▶ [WHAT YOU ARE ASKED TO DO]:
Every line holding the string "CinemaDetailDto" is to be copied from the entries below.

▶ [DATA SUPPLIED]:
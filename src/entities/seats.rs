use sea_orm::entity::prelude::*;

#[derive(Clone, Debug, PartialEq, Eq, DeriveEntityModel)]
#[sea_orm(table_name = "seats")]
pub struct Model {
    #[sea_orm(primary_key)]
    pub id: i32,

    pub cinema_id: i32,

    /// 1-based coordinates, bounded by the owning cinema's grid.
    pub row_number: i32,

    pub seat_number: i32,

    pub created_at: String,
}

#[derive(Copy, Clone, Debug, EnumIter, DeriveRelation)]
pub enum Relation {
    #[sea_orm(
        belongs_to = "super::cinemas::Entity",
        from = "Column::CinemaId",
        to = "super::cinemas::Column::Id",
        on_update = "NoAction",
        on_delete = "Cascade"
    )]
    Cinemas,
    #[sea_orm(has_many = "super::tickets::Entity")]
    Tickets,
}

impl Related<super::cinemas::Entity> for Entity {
    fn to() -> RelationDef {
        Relation::Cinemas.def()
    }
}

impl Related<super::tickets::Entity> for Entity {
    fn to() -> RelationDef {
        Relation::Tickets.def()
    }
}

impl ActiveModelBehavior for ActiveModel {}
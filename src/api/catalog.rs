use axum::{
    Json,
    extract::{Query, State},
    http::StatusCode,
    response::IntoResponse,
};
use serde::Deserialize;
use std::sync::Arc;

use super::auth::AuthUser;
use super::{ApiError, ApiResponse, AppState, LookupDto, validation};

#[derive(Deserialize)]
pub struct CitiesQuery {
    search: Option<String>,
}

#[derive(Deserialize)]
pub struct CreateLookupRequest {
    name: String,
}

pub async fn list_languages(
    State(state): State<Arc<AppState>>,
) -> Result<Json<ApiResponse<Vec<LookupDto>>>, ApiError> {
    let languages = state
        .store()
        .list_languages()
        .await
        .map_err(|e| ApiError::internal(format!("Failed to list languages: {e}")))?;

    let dtos = languages
        .into_iter()
        .map(|l| LookupDto {
            id: l.id,
            name: l.name,
        })
        .collect();

    Ok(Json(ApiResponse::success(dtos)))
}

pub async fn list_genres(
    State(state): State<Arc<AppState>>,
) -> Result<Json<ApiResponse<Vec<LookupDto>>>, ApiError> {
    let genres = state
        .store()
        .list_genres()
        .await
        .map_err(|e| ApiError::internal(format!("Failed to list genres: {e}")))?;

    let dtos = genres
        .into_iter()
        .map(|g| LookupDto {
            id: g.id,
            name: g.name,
        })
        .collect();

    Ok(Json(ApiResponse::success(dtos)))
}

pub async fn list_cities(
    State(state): State<Arc<AppState>>,
    Query(query): Query<CitiesQuery>,
) -> Result<Json<ApiResponse<Vec<LookupDto>>>, ApiError> {
    // Names are stored normalized, so the search term gets the same
    // treatment before matching.
    let search = query
        .search
        .as_deref()
        .map(validation::normalize_name)
        .filter(|s| !s.is_empty());

    let cities = state
        .store()
        .list_cities(search.as_deref())
        .await
        .map_err(|e| ApiError::internal(format!("Failed to list cities: {e}")))?;

    let dtos = cities
        .into_iter()
        .map(|c| LookupDto {
            id: c.id,
            name: c.name,
        })
        .collect();

    Ok(Json(ApiResponse::success(dtos)))
}

pub async fn create_city(
    State(state): State<Arc<AppState>>,
    user: AuthUser,
    Json(payload): Json<CreateLookupRequest>,
) -> Result<impl IntoResponse, ApiError> {
    user.require_staff()?;

    let name = validation::validate_required_name(&payload.name, "City")?;
    let city = state.catalog().create_city(&name).await?;

    Ok((
        StatusCode::CREATED,
        Json(ApiResponse::success(LookupDto {
            id: city.id,
            name: city.name,
        })),
    ))
}

pub async fn create_genre(
    State(state): State<Arc<AppState>>,
    user: AuthUser,
    Json(payload): Json<CreateLookupRequest>,
) -> Result<impl IntoResponse, ApiError> {
    user.require_staff()?;

    let name = validation::validate_required_name(&payload.name, "Genre")?;
    let genre = state.catalog().create_genre(&name).await?;

    Ok((
        StatusCode::CREATED,
        Json(ApiResponse::success(LookupDto {
            id: genre.id,
            name: genre.name,
        })),
    ))
}

pub async fn create_language(
    State(state): State<Arc<AppState>>,
    user: AuthUser,
    Json(payload): Json<CreateLookupRequest>,
) -> Result<impl IntoResponse, ApiError> {
    user.require_staff()?;

    let name = validation::validate_required_name(&payload.name, "Language")?;
    let language = state.catalog().create_language(&name).await?;

    Ok((
        StatusCode::CREATED,
        Json(ApiResponse::success(LookupDto {
            id: language.id,
            name: language.name,
        })),
    ))
}
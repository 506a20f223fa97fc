use axum::{
    Json,
    extract::{Path, Query, State},
    http::StatusCode,
    response::IntoResponse,
};
use chrono::Utc;
use serde::Deserialize;
use std::collections::HashMap;
use std::sync::Arc;

use super::auth::AuthUser;
use super::{
    ApiError, ApiResponse, AppState, CinemaDetailDto, CinemaDto, CinemaMovieGroupDto,
    LanguageSlotsDto, LookupDto, MovieSummaryDto, Paginated, SlotSummaryDto, validation,
};
use crate::db::CinemaFilter;
use crate::entities::{cinemas, slots};
use crate::services::catalog::CinemaInput;

#[derive(Deserialize)]
pub struct CinemasQuery {
    cities: Option<String>,
    search: Option<String>,
    page: Option<u64>,
    page_size: Option<u64>,
}

#[derive(Deserialize)]
pub struct CinemaDetailQuery {
    date: Option<String>,
}

#[derive(Deserialize)]
pub struct CinemaRequest {
    pub name: String,
    pub city: i32,
    pub address: String,
    pub rows: i32,
    pub seats_per_row: i32,
    pub image: Option<String>,
}

pub async fn list_cinemas(
    State(state): State<Arc<AppState>>,
    Query(query): Query<CinemasQuery>,
) -> Result<Json<ApiResponse<Paginated<CinemaDto>>>, ApiError> {
    let city_ids = validation::parse_id_list(query.cities.as_deref(), "city")?;

    let (page, page_size) = {
        let config = state.config().read().await;
        validation::pagination(query.page, query.page_size, &config.pagination)
    };

    let search = query
        .search
        .as_deref()
        .map(validation::normalize_name)
        .filter(|s| !s.is_empty());

    let filter = CinemaFilter {
        page,
        page_size,
        city_ids,
        search,
    };

    let result = state
        .store()
        .list_cinemas(&filter)
        .await
        .map_err(|e| ApiError::internal(format!("Failed to list cinemas: {e}")))?;

    let items = result
        .items
        .into_iter()
        .map(|(cinema, city)| CinemaDto {
            id: cinema.id,
            name: cinema.name,
            city: city.map(|c| c.name).unwrap_or_default(),
            address: cinema.address,
            image: cinema.image,
        })
        .collect();

    Ok(Json(ApiResponse::success(Paginated {
        items,
        page,
        page_size,
        total_items: result.total_items,
        total_pages: result.total_pages,
    })))
}

/// GET /cinemas/{id}?date=YYYY-MM-DD
/// Cinema detail with upcoming showtimes for the requested date, grouped
/// movie -> language -> slots.
pub async fn get_cinema(
    State(state): State<Arc<AppState>>,
    Path(id): Path<i32>,
    Query(query): Query<CinemaDetailQuery>,
) -> Result<Json<ApiResponse<CinemaDetailDto>>, ApiError> {
    validation::validate_id(id, "cinema")?;
    let date = validation::parse_date_or_today(query.date.as_deref())?;

    let cinema = state
        .store()
        .get_cinema(id)
        .await
        .map_err(|e| ApiError::internal(format!("Failed to load cinema: {e}")))?
        .ok_or_else(|| ApiError::not_found("Cinema", id))?;

    let city = state
        .store()
        .get_city(cinema.city_id)
        .await
        .map_err(|e| ApiError::internal(format!("Failed to load city: {e}")))?
        .map(|c| c.name)
        .unwrap_or_default();

    let (day_start, day_end) = validation::day_window(date);
    let slot_rows = state
        .store()
        .slots_for_cinema_on_date(id, day_start, day_end, Utc::now())
        .await
        .map_err(|e| ApiError::internal(format!("Failed to load slots: {e}")))?;

    let movies = group_slots_by_movie(&state, &slot_rows).await?;

    Ok(Json(ApiResponse::success(CinemaDetailDto {
        id: cinema.id,
        name: cinema.name,
        city,
        address: cinema.address,
        image: cinema.image,
        rows: cinema.rows,
        seats_per_row: cinema.seats_per_row,
        movies,
    })))
}

pub async fn create_cinema(
    State(state): State<Arc<AppState>>,
    user: AuthUser,
    Json(payload): Json<CinemaRequest>,
) -> Result<impl IntoResponse, ApiError> {
    user.require_staff()?;

    let input = cinema_input(payload)?;
    let cinema = state.catalog().create_cinema(input).await?;
    let dto = cinema_dto(&state, cinema).await?;

    Ok((StatusCode::CREATED, Json(ApiResponse::success(dto))))
}

pub async fn update_cinema(
    State(state): State<Arc<AppState>>,
    user: AuthUser,
    Path(id): Path<i32>,
    Json(payload): Json<CinemaRequest>,
) -> Result<Json<ApiResponse<CinemaDto>>, ApiError> {
    user.require_staff()?;
    validation::validate_id(id, "cinema")?;

    let input = cinema_input(payload)?;
    let cinema = state.catalog().update_cinema(id, input).await?;
    let dto = cinema_dto(&state, cinema).await?;

    Ok(Json(ApiResponse::success(dto)))
}

// ============================================================================
// Helpers
// ============================================================================

fn cinema_input(payload: CinemaRequest) -> Result<CinemaInput, ApiError> {
    let name = payload.name.trim().to_string();
    if name.is_empty() {
        return Err(ApiError::validation("Cinema name cannot be empty"));
    }

    let address = payload.address.trim().to_string();
    if address.is_empty() {
        return Err(ApiError::validation("Cinema address cannot be empty"));
    }

    validation::validate_id(payload.city, "city")?;

    Ok(CinemaInput {
        name,
        city_id: payload.city,
        address,
        rows: payload.rows,
        seats_per_row: payload.seats_per_row,
        image: payload.image,
    })
}

async fn cinema_dto(
    state: &Arc<AppState>,
    cinema: cinemas::Model,
) -> Result<CinemaDto, ApiError> {
    let city = state
        .store()
        .get_city(cinema.city_id)
        .await
        .map_err(|e| ApiError::internal(format!("Failed to load city: {e}")))?
        .map(|c| c.name)
        .unwrap_or_default();

    Ok(CinemaDto {
        id: cinema.id,
        name: cinema.name,
        city,
        address: cinema.address,
        image: cinema.image,
    })
}

/// Builds the movie -> language -> slots nesting for one cinema's slots,
/// preserving showtime order within each group.
pub(super) async fn group_slots_by_movie(
    state: &Arc<AppState>,
    slot_rows: &[slots::Model],
) -> Result<Vec<CinemaMovieGroupDto>, ApiError> {
    let movie_ids: Vec<i32> = {
        let mut seen = Vec::new();
        for slot in slot_rows {
            if !seen.contains(&slot.movie_id) {
                seen.push(slot.movie_id);
            }
        }
        seen
    };

    let movie_map: HashMap<i32, _> = state
        .store()
        .get_movies_by_ids(&movie_ids)
        .await
        .map_err(|e| ApiError::internal(format!("Failed to load movies: {e}")))?
        .into_iter()
        .map(|m| (m.id, m))
        .collect();

    let language_ids: Vec<i32> = {
        let mut seen = Vec::new();
        for slot in slot_rows {
            if !seen.contains(&slot.language_id) {
                seen.push(slot.language_id);
            }
        }
        seen
    };

    let language_map: HashMap<i32, String> = state
        .store()
        .get_languages_by_ids(&language_ids)
        .await
        .map_err(|e| ApiError::internal(format!("Failed to load languages: {e}")))?
        .into_iter()
        .map(|l| (l.id, l.name))
        .collect();

    let mut genres_by_movie: HashMap<i32, Vec<LookupDto>> = HashMap::new();
    for (movie_id, genre) in state
        .store()
        .genres_for_movies(&movie_ids)
        .await
        .map_err(|e| ApiError::internal(format!("Failed to load genres: {e}")))?
    {
        genres_by_movie.entry(movie_id).or_default().push(LookupDto {
            id: genre.id,
            name: genre.name,
        });
    }

    let mut groups: Vec<CinemaMovieGroupDto> = Vec::new();

    for slot in slot_rows {
        let Some(movie) = movie_map.get(&slot.movie_id) else {
            continue;
        };

        let position = groups.iter().position(|g| g.movie.id == slot.movie_id);
        let index = match position {
            Some(index) => index,
            None => {
                groups.push(CinemaMovieGroupDto {
                    movie: MovieSummaryDto {
                        id: movie.id,
                        name: movie.name.clone(),
                        poster: movie.poster.clone(),
                        duration_minutes: movie.duration_minutes,
                        genres: genres_by_movie.get(&movie.id).cloned().unwrap_or_default(),
                    },
                    languages: Vec::new(),
                });
                groups.len() - 1
            }
        };
        let group = &mut groups[index];

        let summary = SlotSummaryDto {
            id: slot.id,
            start_time: slot.start_time,
            price: slot.price,
        };

        if let Some(language) = group
            .languages
            .iter_mut()
            .find(|l| l.id == slot.language_id)
        {
            language.slots.push(summary);
        } else {
            group.languages.push(LanguageSlotsDto {
                id: slot.language_id,
                name: language_map
                    .get(&slot.language_id)
                    .cloned()
                    .unwrap_or_default(),
                slots: vec![summary],
            });
        }
    }

    Ok(groups)
}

▶ [RESPONSE FOR THIS EXERCISE]:
    ApiError, ApiResponse, AppState, CinemaDetailDto, CinemaDto, CinemaMovieGroupDto,
) -> Result<Json<ApiResponse<CinemaDetailDto>>, ApiError> {
    Ok(Json(ApiResponse::success(CinemaDetailDto {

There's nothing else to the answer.